This one was a real bolt from out of the blue! I had been reading snippets about Shelby Lynne's Dusty Springfield tribute album but hadn't heard any tracks until I went on iTunes and downloaded five songs. It took me a few days to listen to the tracks, but once I did I
was hooked. This is one of those albums that becomes a whole new point of reference for your musical taste and knowledge.
In short, Shelby Lynne, who's been around for a while, is deeply rooted in country but with great range into other genres. Her first album was released in 1989 followed by albums on three different labels, so it was kind of an ironic joke when she won the Grammy for Best New Artist for her 1999 album "I Am Shelby Lynne".
Dusty Springfield was one of the first blue-eyed soul singers of the sixties whose hits included "I Only Want To Be With You", "Wishin' and Hopin'", "You Don't Have to Say You Love Me", and "Son of a Preacher Man:" She became one of the most influential singers in the business working with amongst others - Jimi Hendrix, Burt Bacharach and Hal David, Elvis Costello, Sinead O' Connor, and the Pet Shop Boys.
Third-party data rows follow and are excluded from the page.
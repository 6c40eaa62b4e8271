//! Company registration intake service — entry point.
//!
//! Accepts registration applications, prices them, and settles payments
//! collected through eSewa and Khalti. Customer emails are delivered by a
//! background dispatcher so that no request waits on a mail provider.

mod api;
mod config;
mod db;
mod errors;
mod fees;
mod gateway;
mod intake;
mod models;
mod notify;
mod payments;
mod store;

use std::sync::Arc;

use reqwest::Client;
use tower_http::cors::CorsLayer;
use tower_http::trace::TraceLayer;
use tracing::info;
use tracing_subscriber::EnvFilter;

use config::Config;
use gateway::{EsewaGateway, KhaltiGateway};
use intake::IntakeService;
use notify::ChannelNotifier;
use payments::PaymentService;
use store::{MemoryStore, SharedStore};

#[tokio::main]
async fn main() -> anyhow::Result<()> {
    // Initialise structured logging (RUST_LOG controls verbosity).
    tracing_subscriber::fmt()
        .with_env_filter(EnvFilter::from_default_env())
        .init();

    // Load optional .env file (ignored if missing).
    let _ = dotenvy::dotenv();

    let config = Config::from_env().map_err(|e| anyhow::anyhow!("{e}"))?;
    info!(environment = ?config.environment, "Configuration loaded");

    let store: SharedStore = match &config.database_url {
        Some(url) => {
            info!("Using SQLite record store at {url}");
            Arc::new(db::SqliteStore::connect(url).await?)
        }
        None => {
            info!("DATABASE_URL not set; records are kept in memory");
            Arc::new(MemoryStore::new())
        }
    };

    // Shared by both gateways and the mailer; the timeout bounds every outbound call.
    let client = Client::builder().timeout(config.gateway_timeout).build()?;

    // ─── Notifications ────────────────────────────────────
    let (notifier, rx) = ChannelNotifier::new();
    let mailer = notify::mailer_from_config(client.clone(), &config.email);
    notify::spawn_dispatcher(rx, mailer, config.email.site_url.clone());
    let notifier = Arc::new(notifier);

    // ─── REST API ─────────────────────────────────────────
    let state = api::ApiState {
        intake: Arc::new(IntakeService::new(store.clone(), notifier.clone())),
        payments: Arc::new(PaymentService::new(
            store,
            notifier,
            EsewaGateway::new(client.clone(), config.esewa.clone()),
            KhaltiGateway::new(client, config.khalti.clone()),
        )),
    };

    let app = api::router(state)
        .layer(CorsLayer::permissive())
        .layer(TraceLayer::new_for_http());

    let addr = format!("0.0.0.0:{}", config.api_port);
    info!("API listening on http://{addr}");

    let listener = tokio::net::TcpListener::bind(&addr).await?;
    axum::serve(listener, app).await?;

    Ok(())
}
She died of cancer in 1999.
Shelby Lynne's Springfield album - "Just a Little Lovin'" - was produced by Phil Ramone who uncharacteristically strips down the music to the bare essentials, letting Lynne's voice and a slowed down jazz tempo bring new meaning, pathos, and focus to the lyrics. You get a good idea from this concert clip of "I Only Want To Be With You", but the title track on the album, given its relative obscurity in the pop archives, is the one that should really not be missed.